### SUPPLIED MATERIAL ###
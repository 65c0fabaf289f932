pub mod config;

pub use config::init_logger;
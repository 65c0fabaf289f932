use super::{app_config::AppConfig, app_env::AppEnv};

#[derive(Debug)]
pub struct AppSettings {
    pub app_config: AppConfig,
    pub app_env: AppEnv,
}
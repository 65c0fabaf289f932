use crate::db::clickhouse::connection::ClickhouseConnection;
use crate::db::clickhouse::repository::snapshot_repository::{
    ClickhouseSnapshotRepository, SnapshotRepository,
};
use crate::env_config::models::app_setting::AppSettings;
use crate::error::Result;
use std::sync::Arc;
use tracing::{error, info};

pub struct ClickhouseService {
    pub repository_snapshot: Arc<dyn SnapshotRepository>,
}

impl ClickhouseService {
    pub async fn new(settings: &Arc<AppSettings>) -> Result<Self> {
        info!("Initializing warehouse service components");

        let connection = match ClickhouseConnection::new(settings.clone()).await {
            Ok(conn) => {
                info!("ClickHouse connection established successfully");
                Arc::new(conn)
            }
            Err(e) => {
                error!("Failed to establish ClickHouse connection: {}", e);
                return Err(e.into());
            }
        };

        let repository_snapshot: Arc<dyn SnapshotRepository> =
            Arc::new(ClickhouseSnapshotRepository::new(connection));

        info!("Warehouse service initialized successfully");

        Ok(Self { repository_snapshot })
    }
}
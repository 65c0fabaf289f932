use crate::services::fetch::snapshot::Snapshot;
use chrono::{NaiveDate, NaiveDateTime, NaiveTime};
use serde::{Deserialize, Serialize};

pub const DATE_FORMAT: &str = "%Y-%m-%d";
pub const TIME_FORMAT: &str = "%H:%M";

/// Строка промежуточного JSONL-файла, 1:1 со срезом.
///
/// Имена полей зафиксированы форматом хранилища: `code, Date, Time, Open,
/// Max, Min, Close, Volume`, числовые поля допускают null.
#[derive(Debug, Clone, Serialize, Deserialize, PartialEq)]
pub struct StagedRecord {
    pub code: String,
    #[serde(rename = "Date")]
    pub date: String,
    #[serde(rename = "Time")]
    pub time: String,
    #[serde(rename = "Open")]
    pub open: Option<f64>,
    #[serde(rename = "Max")]
    pub max: Option<f64>,
    #[serde(rename = "Min")]
    pub min: Option<f64>,
    #[serde(rename = "Close")]
    pub close: Option<f64>,
    #[serde(rename = "Volume")]
    pub volume: Option<f64>,
}

impl From<&Snapshot> for StagedRecord {
    fn from(snapshot: &Snapshot) -> Self {
        Self {
            code: snapshot.symbol.clone(),
            date: snapshot.date.format(DATE_FORMAT).to_string(),
            time: snapshot.time.format(TIME_FORMAT).to_string(),
            open: snapshot.open,
            max: snapshot.high,
            min: snapshot.low,
            close: snapshot.close,
            volume: snapshot.volume,
        }
    }
}

impl StagedRecord {
    /// Разбирает дату и время записи в единый timestamp для хранилища
    pub fn parse_timestamp(&self) -> Option<(NaiveDate, NaiveDateTime)> {
        let date = NaiveDate::parse_from_str(&self.date, DATE_FORMAT).ok()?;
        let time = NaiveTime::parse_from_str(&self.time, TIME_FORMAT)
            .or_else(|_| NaiveTime::parse_from_str(&self.time, "%H:%M:%S"))
            .ok()?;
        Some((date, date.and_time(time)))
    }
}

#[cfg(test)]
mod tests {
    use super::*;

    fn snapshot() -> Snapshot {
        Snapshot {
            symbol: "SBER".to_string(),
            date: NaiveDate::from_ymd_opt(2024, 1, 10).unwrap(),
            time: NaiveTime::from_hms_opt(10, 30, 0).unwrap(),
            open: Some(274.5),
            high: None,
            low: Some(273.9),
            close: Some(274.8),
            volume: Some(1_234_567.89),
        }
    }

    #[test]
    fn test_record_field_names_match_staging_format() {
        let record = StagedRecord::from(&snapshot());
        let json = serde_json::to_value(&record).unwrap();

        assert_eq!(json["code"], "SBER");
        assert_eq!(json["Date"], "2024-01-10");
        assert_eq!(json["Time"], "10:30");
        assert_eq!(json["Open"], 274.5);
        assert!(json["Max"].is_null());
        assert_eq!(json["Min"], 273.9);
        assert_eq!(json["Close"], 274.8);
        assert_eq!(json["Volume"], 1_234_567.89);
    }

    #[test]
    fn test_parse_timestamp_combines_date_and_time() {
        let record = StagedRecord::from(&snapshot());
        let (date, timestamp) = record.parse_timestamp().unwrap();

        assert_eq!(date, NaiveDate::from_ymd_opt(2024, 1, 10).unwrap());
        assert_eq!(
            timestamp,
            NaiveDate::from_ymd_opt(2024, 1, 10)
                .unwrap()
                .and_hms_opt(10, 30, 0)
                .unwrap()
        );
    }

    #[test]
    fn test_parse_timestamp_rejects_garbage() {
        let mut record = StagedRecord::from(&snapshot());
        record.time = "sometime".to_string();
        assert!(record.parse_timestamp().is_none());
    }

    #[test]
    fn test_round_trip_with_nulls() {
        let record = StagedRecord {
            code: "GAZP".to_string(),
            date: "2024-01-10".to_string(),
            time: "10:30".to_string(),
            open: None,
            max: None,
            min: None,
            close: None,
            volume: None,
        };

        let line = serde_json::to_string(&record).unwrap();
        let parsed: StagedRecord = serde_json::from_str(&line).unwrap();
        assert_eq!(parsed, record);
    }
}
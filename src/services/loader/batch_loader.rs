use crate::db::clickhouse::models::snapshot_row::DbSnapshotRow;
use crate::db::clickhouse::repository::snapshot_repository::SnapshotRepository;
use crate::error::Result;
use crate::services::fetch::symbols::is_valid_symbol;
use crate::services::staging::record::StagedRecord;
use std::fs::File;
use std::io::{BufRead, BufReader};
use std::path::{Path, PathBuf};
use std::sync::Arc;
use tracing::{debug, error, info, warn};

/// Итог загрузки одного промежуточного файла
#[derive(Debug, Default, PartialEq)]
pub struct LoadReport {
    pub inserted: u64,
    pub batches: usize,
    pub skipped: usize,
}

/// Переносит записи из промежуточных JSONL-файлов в хранилище.
///
/// Для каждого тикера: создает таблицу при отсутствии, читает файл построчно,
/// копит строки в пачки фиксированного размера, вставляет каждую полную пачку
/// и в конце остаток. Неразборчивая строка пропускается с предупреждением
/// и попадает в счетчик `skipped`.
pub struct BatchLoader {
    repository: Arc<dyn SnapshotRepository>,
    staging_dir: PathBuf,
    batch_size: usize,
}

impl BatchLoader {
    pub fn new(repository: Arc<dyn SnapshotRepository>, staging_dir: &Path, batch_size: usize) -> Self {
        Self {
            repository,
            staging_dir: staging_dir.to_path_buf(),
            batch_size: batch_size.max(1),
        }
    }

    /// Загружает промежуточный файл одного тикера в его таблицу
    pub async fn load_symbol(&self, symbol: &str) -> Result<LoadReport> {
        let path = self.staging_dir.join(format!("{}.jsonl", symbol));
        info!("Loading staged records for {} from {}", symbol, path.display());

        self.repository.ensure_table(symbol).await?;

        let file = File::open(&path)?;
        let reader = BufReader::new(file);

        let mut report = LoadReport::default();
        let mut batch: Vec<DbSnapshotRow> = Vec::with_capacity(self.batch_size);

        for (line_number, line) in reader.lines().enumerate() {
            let line = line?;
            if line.trim().is_empty() {
                continue;
            }

            let row = match parse_line(&line) {
                Some(row) => row,
                None => {
                    warn!(
                        "{}: skipping malformed staged record at line {}",
                        symbol,
                        line_number + 1
                    );
                    report.skipped += 1;
                    continue;
                }
            };

            batch.push(row);

            if batch.len() >= self.batch_size {
                report.inserted += self.repository.insert_rows(symbol, &batch).await?;
                report.batches += 1;
                batch.clear();
            }
        }

        // Остаток меньше полной пачки вставляется отдельно
        if !batch.is_empty() {
            report.inserted += self.repository.insert_rows(symbol, &batch).await?;
            report.batches += 1;
        }

        info!(
            "{}: loaded {} rows in {} batches, {} malformed lines skipped",
            symbol, report.inserted, report.batches, report.skipped
        );

        Ok(report)
    }

    /// Загружает все промежуточные файлы каталога; ошибка по одному тикеру
    /// логируется и не мешает загрузке остальных. Возвращает число
    /// успешно загруженных тикеров.
    pub async fn load_all(&self) -> usize {
        let symbols = self.staged_symbols();

        if symbols.is_empty() {
            warn!(
                "No staged files found in {}, nothing to load",
                self.staging_dir.display()
            );
            return 0;
        }

        let mut loaded = 0;
        for symbol in &symbols {
            match self.load_symbol(symbol).await {
                Ok(_) => loaded += 1,
                Err(e) => error!("{}: load failed: {}", symbol, e),
            }
        }

        info!("Warehouse load complete: {} of {} tickers", loaded, symbols.len());
        loaded
    }

    // SBER.jsonl -> SBER; имя файла становится именем таблицы,
    // поэтому посторонние имена отбрасываются с предупреждением
    fn staged_symbols(&self) -> Vec<String> {
        let entries = match std::fs::read_dir(&self.staging_dir) {
            Ok(entries) => entries,
            Err(e) => {
                error!(
                    "Cannot read staging directory {}: {}",
                    self.staging_dir.display(),
                    e
                );
                return Vec::new();
            }
        };

        let mut symbols = Vec::new();
        for entry in entries.flatten() {
            let path = entry.path();
            if path.extension().is_some_and(|ext| ext == "jsonl") {
                if let Some(stem) = path.file_stem().and_then(|s| s.to_str()) {
                    if is_valid_symbol(stem) {
                        symbols.push(stem.to_string());
                    } else {
                        warn!("Skipping staged file with invalid ticker name: {:?}", stem);
                    }
                }
            }
        }
        symbols.sort();

        debug!("Found {} staged files", symbols.len());
        symbols
    }
}

fn parse_line(line: &str) -> Option<DbSnapshotRow> {
    let record: StagedRecord = serde_json::from_str(line).ok()?;
    DbSnapshotRow::from_record(&record)
}

#[cfg(test)]
mod tests {
    use super::*;
    use async_trait::async_trait;
    use std::io::Write;
    use std::sync::Mutex;

    /// Репозиторий-заглушка: запоминает размеры вставленных пачек
    #[derive(Default)]
    struct RecordingRepository {
        ensured: Mutex<Vec<String>>,
        batch_sizes: Mutex<Vec<usize>>,
    }

    #[async_trait]
    impl SnapshotRepository for RecordingRepository {
        async fn ensure_table(&self, symbol: &str) -> Result<()> {
            self.ensured.lock().unwrap().push(symbol.to_string());
            Ok(())
        }

        async fn insert_rows(&self, _symbol: &str, rows: &[DbSnapshotRow]) -> Result<u64> {
            self.batch_sizes.lock().unwrap().push(rows.len());
            Ok(rows.len() as u64)
        }
    }

    fn staged_line(minute: usize) -> String {
        format!(
            r#"{{"code":"SBER","Date":"2024-01-10","Time":"{:02}:{:02}","Open":274.5,"Max":275.1,"Min":273.9,"Close":274.8,"Volume":1000.0}}"#,
            (minute / 60) % 24,
            minute % 60
        )
    }

    fn write_staging_file(dir: &Path, symbol: &str, lines: &[String]) {
        let mut file = File::create(dir.join(format!("{}.jsonl", symbol))).unwrap();
        for line in lines {
            writeln!(file, "{}", line).unwrap();
        }
    }

    fn loader(repo: Arc<RecordingRepository>, dir: &Path, batch_size: usize) -> BatchLoader {
        BatchLoader::new(repo, dir, batch_size)
    }

    #[tokio::test]
    async fn test_2500_records_give_three_batches() {
        let dir = tempfile::tempdir().unwrap();
        let lines: Vec<String> = (0..2500).map(staged_line).collect();
        write_staging_file(dir.path(), "SBER", &lines);

        let repo = Arc::new(RecordingRepository::default());
        let report = loader(repo.clone(), dir.path(), 1000)
            .load_symbol("SBER")
            .await
            .unwrap();

        assert_eq!(report.inserted, 2500);
        assert_eq!(report.batches, 3);
        assert_eq!(*repo.batch_sizes.lock().unwrap(), vec![1000, 1000, 500]);
    }

    #[tokio::test]
    async fn test_remainder_smaller_than_one_batch_still_flushes() {
        let dir = tempfile::tempdir().unwrap();
        let lines: Vec<String> = (0..5).map(staged_line).collect();
        write_staging_file(dir.path(), "SBER", &lines);

        let repo = Arc::new(RecordingRepository::default());
        let report = loader(repo.clone(), dir.path(), 1000)
            .load_symbol("SBER")
            .await
            .unwrap();

        assert_eq!(report.inserted, 5);
        assert_eq!(report.batches, 1);
        assert_eq!(*repo.batch_sizes.lock().unwrap(), vec![5]);
    }

    #[tokio::test]
    async fn test_table_is_ensured_before_insert() {
        let dir = tempfile::tempdir().unwrap();
        write_staging_file(dir.path(), "GAZP", &[staged_line(0)]);

        let repo = Arc::new(RecordingRepository::default());
        loader(repo.clone(), dir.path(), 1000)
            .load_symbol("GAZP")
            .await
            .unwrap();

        assert_eq!(*repo.ensured.lock().unwrap(), vec!["GAZP"]);
    }

    #[tokio::test]
    async fn test_malformed_line_is_skipped_and_counted() {
        let dir = tempfile::tempdir().unwrap();
        let lines = vec![
            staged_line(0),
            "{not json at all".to_string(),
            staged_line(1),
        ];
        write_staging_file(dir.path(), "SBER", &lines);

        let repo = Arc::new(RecordingRepository::default());
        let report = loader(repo.clone(), dir.path(), 1000)
            .load_symbol("SBER")
            .await
            .unwrap();

        assert_eq!(report.inserted, 2);
        assert_eq!(report.skipped, 1);
    }

    #[tokio::test]
    async fn test_missing_staging_file_is_error() {
        let dir = tempfile::tempdir().unwrap();
        let repo = Arc::new(RecordingRepository::default());

        let result = loader(repo, dir.path(), 1000).load_symbol("NONE").await;
        assert!(result.is_err());
    }

    /// Репозиторий, отказывающий одному тикеру на создании таблицы
    struct FailingRepository {
        fail_on: String,
        ensured: Mutex<Vec<String>>,
    }

    #[async_trait]
    impl SnapshotRepository for FailingRepository {
        async fn ensure_table(&self, symbol: &str) -> Result<()> {
            if symbol == self.fail_on {
                return Err(std::io::Error::other("connection refused").into());
            }
            self.ensured.lock().unwrap().push(symbol.to_string());
            Ok(())
        }

        async fn insert_rows(&self, _symbol: &str, rows: &[DbSnapshotRow]) -> Result<u64> {
            Ok(rows.len() as u64)
        }
    }

    #[tokio::test]
    async fn test_non_identifier_file_stem_never_reaches_repository() {
        let dir = tempfile::tempdir().unwrap();
        write_staging_file(dir.path(), "SBER", &[staged_line(0)]);
        // Постороннее имя файла не должно дойти до SQL
        write_staging_file(dir.path(), "EVIL, (SELECT 1)", &[staged_line(1)]);

        let repo = Arc::new(RecordingRepository::default());
        let loaded = loader(repo.clone(), dir.path(), 1000).load_all().await;

        assert_eq!(loaded, 1);
        assert_eq!(*repo.ensured.lock().unwrap(), vec!["SBER"]);
    }

    #[tokio::test]
    async fn test_one_failing_symbol_does_not_block_others() {
        let dir = tempfile::tempdir().unwrap();
        write_staging_file(dir.path(), "SBER", &[staged_line(0)]);
        write_staging_file(dir.path(), "GAZP", &[staged_line(1)]);
        write_staging_file(dir.path(), "LKOH", &[staged_line(2)]);

        let repo = Arc::new(FailingRepository {
            fail_on: "GAZP".to_string(),
            ensured: Mutex::new(Vec::new()),
        });
        let loaded = BatchLoader::new(repo.clone(), dir.path(), 1000)
            .load_all()
            .await;

        assert_eq!(loaded, 2);
        let mut ensured = repo.ensured.lock().unwrap().clone();
        ensured.sort();
        assert_eq!(ensured, vec!["LKOH", "SBER"]);
    }

    #[tokio::test]
    async fn test_load_all_discovers_staged_files() {
        let dir = tempfile::tempdir().unwrap();
        write_staging_file(dir.path(), "SBER", &[staged_line(0)]);
        write_staging_file(dir.path(), "GAZP", &[staged_line(1)]);

        let repo = Arc::new(RecordingRepository::default());
        let loaded = loader(repo.clone(), dir.path(), 1000).load_all().await;

        assert_eq!(loaded, 2);
        let mut ensured = repo.ensured.lock().unwrap().clone();
        ensured.sort();
        assert_eq!(ensured, vec!["GAZP", "SBER"]);
    }
}
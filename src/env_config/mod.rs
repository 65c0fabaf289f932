pub mod build_env;
pub mod models;
pub mod fetch;
pub mod loader;
pub mod staging;
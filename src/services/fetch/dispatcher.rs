use super::extractor::SnapshotExtractor;
use super::session::FetchSession;
use super::snapshot::{ExtractionOutcome, Snapshot};
use std::sync::Arc;
use tokio::sync::Semaphore;
use tokio::task::JoinSet;
use tracing::{debug, error, info, warn};

/// Итог одного прогона диспетчера
#[derive(Debug, Default)]
pub struct DispatchReport {
    pub snapshots: Vec<Snapshot>,
    pub failed: usize,
    pub total: usize,
}

impl DispatchReport {
    pub fn succeeded(&self) -> usize {
        self.snapshots.len()
    }
}

/// Диспетчер с ограничением параллелизма.
///
/// Запускает по одной задаче на тикер; каждая задача берет один из `limit`
/// пропусков семафора перед обращением к извлекателю, так что одновременно
/// выполняется не больше `limit` извлечений. Каждый тикер обрабатывается
/// ровно один раз; сбой или паника одной задачи фиксируется локально и не
/// прерывает остальные. Метод возвращается только после завершения всех
/// задач (барьер), после чего ровно один раз закрывает сессию.
pub struct BoundedDispatcher<E> {
    extractor: Arc<E>,
    limit: usize,
}

impl<E: SnapshotExtractor + 'static> BoundedDispatcher<E> {
    pub fn new(extractor: E, limit: usize) -> Self {
        Self {
            extractor: Arc::new(extractor),
            limit: limit.max(1),
        }
    }

    pub async fn run(&self, session: FetchSession, symbols: &[String]) -> DispatchReport {
        let total = symbols.len();

        if symbols.is_empty() {
            warn!("Ticker list is empty, nothing to dispatch");
            session.close();
            return DispatchReport::default();
        }

        info!(
            "Dispatching {} tickers with concurrency limit {}",
            total, self.limit
        );

        let semaphore = Arc::new(Semaphore::new(self.limit));
        let mut tasks = JoinSet::new();

        for symbol in symbols {
            let semaphore = semaphore.clone();
            let extractor = self.extractor.clone();
            let session = session.clone();
            let symbol = symbol.clone();

            tasks.spawn(async move {
                let _permit = match semaphore.acquire_owned().await {
                    Ok(permit) => permit,
                    Err(_) => {
                        return (symbol, ExtractionOutcome::Error("semaphore closed".to_string()))
                    }
                };
                let outcome = extractor.extract(&session, &symbol).await;
                (symbol, outcome)
            });
        }

        let mut report = DispatchReport {
            total,
            ..DispatchReport::default()
        };

        // Барьер: собираем итоги всех задач до возврата
        while let Some(joined) = tasks.join_next().await {
            match joined {
                Ok((symbol, ExtractionOutcome::Snapshot(snapshot))) => {
                    debug!("{}: snapshot extracted", symbol);
                    report.snapshots.push(snapshot);
                }
                Ok((symbol, ExtractionOutcome::NotFound(reason))) => {
                    warn!("{}: {}", symbol, reason);
                    report.failed += 1;
                }
                Ok((symbol, ExtractionOutcome::Timeout)) => {
                    warn!("{}: navigation timeout", symbol);
                    report.failed += 1;
                }
                Ok((symbol, ExtractionOutcome::Error(detail))) => {
                    error!("{}: extraction failed: {}", symbol, detail);
                    report.failed += 1;
                }
                Err(join_error) => {
                    error!("Extraction task panicked: {}", join_error);
                    report.failed += 1;
                }
            }
        }

        // Сессия закрывается ровно один раз, уже после барьера
        session.close();

        info!(
            "Dispatch complete: {} of {} tickers succeeded, {} failed",
            report.succeeded(),
            report.total,
            report.failed
        );

        report
    }
}
use super::session::FetchSession;
use super::snapshot::{ExtractionOutcome, Snapshot};
use async_trait::async_trait;
use chrono::{NaiveDate, NaiveTime};
use scraper::{ElementRef, Html, Selector};
use tracing::debug;

/// Способность получить срез котировки по одному тикеру.
///
/// Единственная точка, где живет знание о конкретной странице. Сбой любого
/// рода выражается вариантом `ExtractionOutcome`, а не ошибкой.
#[async_trait]
pub trait SnapshotExtractor: Send + Sync {
    async fn extract(&self, session: &FetchSession, symbol: &str) -> ExtractionOutcome;
}

/// Извлекает минутный срез из тултипа графика на странице инструмента MOEX.
///
/// Обязательные элементы — контейнер тултипа и элемент даты: без них
/// возвращается `NotFound`. Отдельные ценовые поля опциональны: отсутствие
/// или неразборчивость значения дает null в поле, а не отказ всего среза.
pub struct MoexPageExtractor {
    base_url: String,
    tooltip_selector: Selector,
    date_selector: Selector,
    span_selector: Selector,
}

impl MoexPageExtractor {
    pub fn new(base_url: &str) -> Self {
        Self {
            base_url: base_url.to_string(),
            tooltip_selector: Selector::parse("ul.tooltip").expect("valid CSS selector"),
            date_selector: Selector::parse(".date").expect("valid CSS selector"),
            span_selector: Selector::parse("li span").expect("valid CSS selector"),
        }
    }

    fn parse_document(&self, symbol: &str, html: &str) -> ExtractionOutcome {
        let document = Html::parse_document(html);

        let Some(tooltip) = document.select(&self.tooltip_selector).next() else {
            return ExtractionOutcome::NotFound(format!("{}: tooltip not found", symbol));
        };

        let Some(date_element) = tooltip.select(&self.date_selector).next() else {
            return ExtractionOutcome::NotFound(format!("{}: date not found", symbol));
        };

        let date_text = element_text(&date_element);
        let mut parts = date_text.split_whitespace();
        let (Some(date_part), Some(time_part)) = (parts.next(), parts.next()) else {
            return ExtractionOutcome::NotFound(format!(
                "{}: malformed date element: {:?}",
                symbol, date_text
            ));
        };

        let Some(date) = parse_date(date_part) else {
            return ExtractionOutcome::NotFound(format!(
                "{}: unparsable date: {:?}",
                symbol, date_part
            ));
        };
        let Some(time) = parse_time(time_part) else {
            return ExtractionOutcome::NotFound(format!(
                "{}: unparsable time: {:?}",
                symbol, time_part
            ));
        };

        let mut snapshot = Snapshot {
            symbol: symbol.to_string(),
            date,
            time,
            open: None,
            high: None,
            low: None,
            close: None,
            volume: None,
        };

        // Подписи значений в тултипе на русском
        for span in tooltip.select(&self.span_selector) {
            let text = element_text(&span);
            if text.contains("Объём") {
                snapshot.volume = parse_volume(&text);
            } else if text.contains("Открытие") {
                snapshot.open = parse_price(&text);
            } else if text.contains("Макс") {
                snapshot.high = parse_price(&text);
            } else if text.contains("Мин") {
                snapshot.low = parse_price(&text);
            } else if text.contains("Закрытие") {
                snapshot.close = parse_price(&text);
            }
        }

        ExtractionOutcome::Snapshot(snapshot)
    }
}

#[async_trait]
impl SnapshotExtractor for MoexPageExtractor {
    async fn extract(&self, session: &FetchSession, symbol: &str) -> ExtractionOutcome {
        let url = format!("{}{}", self.base_url, symbol);
        debug!("Fetching {}", url);

        let response = match session.client().get(&url).send().await {
            Ok(response) => response,
            Err(e) if e.is_timeout() => return ExtractionOutcome::Timeout,
            Err(e) => return ExtractionOutcome::Error(e.to_string()),
        };

        if !response.status().is_success() {
            return ExtractionOutcome::Error(format!(
                "{}: HTTP status {}",
                symbol,
                response.status()
            ));
        }

        let body = match response.text().await {
            Ok(body) => body,
            Err(e) if e.is_timeout() => return ExtractionOutcome::Timeout,
            Err(e) => return ExtractionOutcome::Error(e.to_string()),
        };

        self.parse_document(symbol, &body)
    }
}

fn element_text(element: &ElementRef) -> String {
    element.text().collect::<String>().trim().to_string()
}

fn parse_date(s: &str) -> Option<NaiveDate> {
    NaiveDate::parse_from_str(s, "%d.%m.%Y")
        .or_else(|_| NaiveDate::parse_from_str(s, "%Y-%m-%d"))
        .ok()
}

fn parse_time(s: &str) -> Option<NaiveTime> {
    NaiveTime::parse_from_str(s, "%H:%M:%S")
        .or_else(|_| NaiveTime::parse_from_str(s, "%H:%M"))
        .ok()
}

/// Цена — последний токен подписи, десятичный разделитель запятая:
/// "Открытие: 274,50" -> 274.50. Неразборчивое значение дает None.
fn parse_price(text: &str) -> Option<f64> {
    let raw = text.split_whitespace().next_back()?;
    raw.replace(',', ".").parse().ok()
}

/// Объем идет с разделителями разрядов и знаком валюты:
/// "Объём: 1 234 567,89 ₽" -> 1234567.89
fn parse_volume(text: &str) -> Option<f64> {
    let raw = text.split(':').next_back()?;
    let cleaned: String = raw
        .chars()
        .filter(|c| !c.is_whitespace() && *c != '₽')
        .map(|c| if c == ',' { '.' } else { c })
        .collect();
    cleaned.parse().ok()
}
###
### WHAT YOU NEED TO DO:
Nothing but the lines from the start of the data through the line holding "use crate::db::clickhouse::connection::ClickhouseConnection;" should be restated, and each one exactly.

### RESULT:
repository 65c0fabaf289f932
pub mod config;

pub use config::init_logger;
repository 65c0fabaf289f932
use super::{app_config::AppConfig, app_env::AppEnv};

#[derive(Debug)]
pub struct AppSettings {
    pub app_config: AppConfig,
    pub app_env: AppEnv,
}
repository 65c0fabaf289f932
use crate::db::clickhouse::connection::ClickhouseConnection;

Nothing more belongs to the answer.